In mid-June, the city council voted to spend $1.2 million for a 13 acres of land along West Bel Air Avenue known as the Mitchell Estate. The hope was that the land would be home for an urban park as well as a future Aberdeen Activity Center


The activity center would be paid for by Harford County government.

“This project will provide a multi-purpose center to serve leisure needs for all ages in the Aberdeen community,” according to the county's capital budget for FY2020. It would be designed similar to those in Bel Air, Havre de Grace and Fallston to be used by the county’s Office of Aging and the Department of Parks and Recreation.

The problem is the city lacks a commitment from county government, particularly the administration, that said funding will come to fruition in the near future regardless of whether Aberdeen goes through with the Mitchell property purchase.

According to county budget documents, $500,000 is budgeted in FY2021 for engineering and design, with $8 million in FY2022 for construction and $500,000 in FY2023 for equipment and furniture.

Of course, that money has been on the books for a while — design funding for the project has been in the county budget since FY2009, to be spent in FY2015. In the FY2010 budget it was pushed to FY2016, and in FY2014 it was pushed to FY2019.

Mayor Patrick McGrady recently met with Harford County Council President Patrick Vincenti and Councilmen Andre Johnson and Robert Wagner to solicit support for the activity center, which he received. He is hoping to set up a meeting with County Executive Barry Glassman in the near future.

Vincenti agreed the project is "long overdue" for Harford's largest municipality, and the three county councilman issued vocal support.

The Glassman administration offered no commitments, however. “The county executive is not making a commitment beyond this fiscal year,” spokeswoman Cynthia Mumby told us. “It’s in the Capital Improvement Plan, but he can’t make a guarantee.”

But the clock is ticking for Aberdeen. From the time of its vote June 17, the city has 90 days to complete a feasibility study on the site and could back out if it determines the site won't work.

Understandably, city officials would like some assurances that after spending the money to acquire the land, the county will follow through with funding needed to develop it into an asset for the city.

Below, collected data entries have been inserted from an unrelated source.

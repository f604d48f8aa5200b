/// Number of lowercase hex characters kept from the MD5 digest.
pub const FINGERPRINT_LEN: usize = 10;

/// Computes the cache key of a request.
///
/// The key is the first [`FINGERPRINT_LEN`] hex characters of
/// `md5("<method> <absolute-url> <raw-body-bytes>")`. Headers, peer address and TLS details
/// never take part, so two requests sharing method, URL and body share a key.
pub fn fingerprint(method: &str, url: &str, body: &[u8]) -> String {
    let mut data = Vec::with_capacity(method.len() + url.len() + body.len() + 2);
    data.extend_from_slice(method.as_bytes());
    data.push(b' ');
    data.extend_from_slice(url.as_bytes());
    data.push(b' ');
    data.extend_from_slice(body);

    let mut hex = format!("{:x}", md5::compute(&data));
    hex.truncate(FINGERPRINT_LEN);
    hex
}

McGrady has pushed the city council to make clear the project is a priority for the Aberdeen. "Because if we don’t push this, it’s possible, I would argue likely, it gets pushed another 10 years. We have to stay on top of this so the county funds it in the next budget cycle," he told members of the council at their most recent meeting July 22.

We think this is valuable project for the youth of Aberdeen and would like to see more of a commitment from the administration, however, we understand his reluctance. Like McGrady, we would encourage not just the city’s elected officials, but also residents who would benefit from the activity center, to write county officials and tell them why this is an important investment.